At first, he made pretty good time. The sedge was compact and springy; he’d heard it had been a pretty dry season, and he wondered if the irrigation pumps dropped the water level near the fields. But as he continued, it got wetter, and Jenner found himself slowing, each footstep sinking deeper into the thick mat of grass and mud.
Soon, he had to lean into his step, the marsh sucking at his feet and ankles as he clambered forward, struggling to keep his scene bag up out of the damp. The Miccosukee and Seminole had lived in the Glades for centuries, but they had to know their way, had to have had trails through. And they did it during daylight, without twenty pounds of camera equipment and swabs and tape lifts.
Most of all, he thought glumly, the Miccosukee could tell a clump of bushes from an alligator nest.
Jenner stopped, the sweat pouring down his face, his shirt soaked, the rubber waders keeping in as much moisture as they kept out. Now the insects caught up with him; despite his chemical reek, the air around him was suddenly furred with tiny gnats. Swatting them away was pointless—more insects instantly gushed back into the bug vacuum he’d just created.
He gulped down water; the gallon jug seemed heavier with each pace. But ahead, the flashing signal looked brighter.
Then he heard a slow, dry rustling somewhere to his left, the noise of something large moving through undergrowth. He jerked his torch beam around, but saw nothing in the dense knot of bushes covering the low mound.
Jenner pushed forward faster now, and behind him he heard the quiet splash of something slipping into the water.
He didn’t wait to see what it was, just kept going, heading toward the hammock. The water was deeper now, sometimes reaching his knees; he splashed through it loudly, hoping the commotion would drive away anything that might find him interesting.
Now the hammock loomed over him, a hulking black shadow, a ghost ship at anchor. He shone the torch ahead and saw that the banks rounded up to a solid wall of undergrowth, a dense tangle of vegetation that blocked any sight of the interior, the tree canopy overhead thick and dark. But he could see the signal clearly now, and it was bright.
How had they made their way to the island to set up the signal? Boat, airboat? A swamp buggy seemed unlikely—he doubted Weiss’s contacts would do anything that flashy if they were, in fact, illegals. Or that expensive. Beyond the bushes, toward the far side of the island, Jenner could make out a slough or a small channel, standing water probably deep enough for a canoe or an outboard.
Nearing the hammock, he saw small gaps in the thick mesh of plants that surrounded it, areas of exposed mud where some animal had slid off into the water.
Jenner was close enough now to see that the signal was a bicycle safety light, its strap Velcroed to a thin tree trunk.

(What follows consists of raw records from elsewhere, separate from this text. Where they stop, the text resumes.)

//! Per-call conversion context.

use std::collections::HashMap;
use std::sync::OnceLock;

use crate::config::RelaymarkConfig;
use crate::dialect::{Dialect, DialectPair};
use crate::thread::ThreadUrl;

/// Key consulted in the tracker table when a prefix has no entry of its own.
pub const DEFAULT_TRACKER_KEY: &str = "default";

/// Everything a translation needs besides the text itself.
///
/// The canonical thread URL is parsed lazily, at most once, the first
/// time a component asks for it.
#[derive(Debug, Clone)]
pub struct ConversionContext {
    pair: DialectPair,
    thread_url: Option<String>,
    thread: OnceLock<Option<ThreadUrl>>,
    tracker_urls: HashMap<String, String>,
    max_length: Option<usize>,
    chat_base_url: String,
}

impl ConversionContext {
    pub fn new(pair: DialectPair) -> Self {
        Self {
            pair,
            thread_url: None,
            thread: OnceLock::new(),
            tracker_urls: HashMap::new(),
            max_length: None,
            chat_base_url: Dialect::Slack.default_base_url().to_owned(),
        }
    }

    /// Build a context for `pair` seeded from the loaded configuration.
    pub fn from_config(pair: DialectPair, config: &RelaymarkConfig) -> Self {
        let mut ctx = Self::new(pair).with_tracker_urls(config.tracker_urls.clone());
        ctx.max_length = config.max_message_length;
        if let Some(base) = &config.chat_base_url {
            ctx = ctx.with_chat_base_url(base.clone());
        }
        ctx
    }

    pub fn with_thread_url(mut self, url: impl Into<String>) -> Self {
        self.thread_url = Some(url.into());
        self.thread = OnceLock::new();
        self
    }

    pub fn with_tracker_urls(mut self, table: HashMap<String, String>) -> Self {
        self.tracker_urls = table;
        self
    }

    pub fn with_tracker_url(mut self, prefix: impl Into<String>, base: impl Into<String>) -> Self {
        self.tracker_urls.insert(prefix.into(), base.into());
        self
    }

    pub fn with_max_length(mut self, max_length: usize) -> Self {
        self.max_length = Some(max_length);
        self
    }

    pub fn with_chat_base_url(mut self, base: impl Into<String>) -> Self {
        self.chat_base_url = base.into().trim_end_matches('/').to_owned();
        self
    }

    pub fn pair(&self) -> DialectPair {
        self.pair
    }

    /// The canonical thread URL exactly as supplied.
    pub fn thread_url(&self) -> Option<&str> {
        self.thread_url.as_deref()
    }

    /// The parsed thread URL, if one was supplied and has a thread shape.
    pub fn thread(&self) -> Option<&ThreadUrl> {
        self.thread
            .get_or_init(|| self.thread_url.as_deref().and_then(ThreadUrl::parse))
            .as_ref()
    }

    /// Base URL for tracker IDs with `prefix`, falling back to the
    /// `"default"` entry.
    pub fn tracker_base(&self, prefix: &str) -> Option<&str> {
        self.tracker_urls
            .get(prefix)
            .or_else(|| self.tracker_urls.get(DEFAULT_TRACKER_KEY))
            .map(String::as_str)
    }

    /// Message-length budget in characters, if any.
    pub fn max_length(&self) -> Option<usize> {
        self.max_length
    }

    /// Base URL for chat profile links, without a trailing slash.
    pub fn chat_base_url(&self) -> &str {
        &self.chat_base_url
    }

    /// Origin of the source host: the thread's origin when known, else the
    /// host's public default.
    pub fn host_base_url(&self) -> String {
        match self.thread() {
            Some(thread) => thread.origin.clone(),
            None => self.pair.host().dialect().default_base_url().to_owned(),
        }
    }
}
//! Shared types for the order fulfillment pipeline.

pub mod types;

pub use types::{CustomerId, OrderId};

He grabbed the trunk with relief, and tried to pull himself up to land. But he slipped, and struggled for a second on the steep incline, his waders smearing across the slick mud as he fought to drag himself onto the drier land. He rolled up onto the edge of the hammock, swinging the bag across his chest and into the bushes.
He lay there panting, chest heaving, sweaty and filthy.
And then he smelled it, that familiar stench, the nauseatingly sweet fog rolling in under the reek of brackish mud and swamp grass.
No. Weiss hadn’t been lying about the bodies.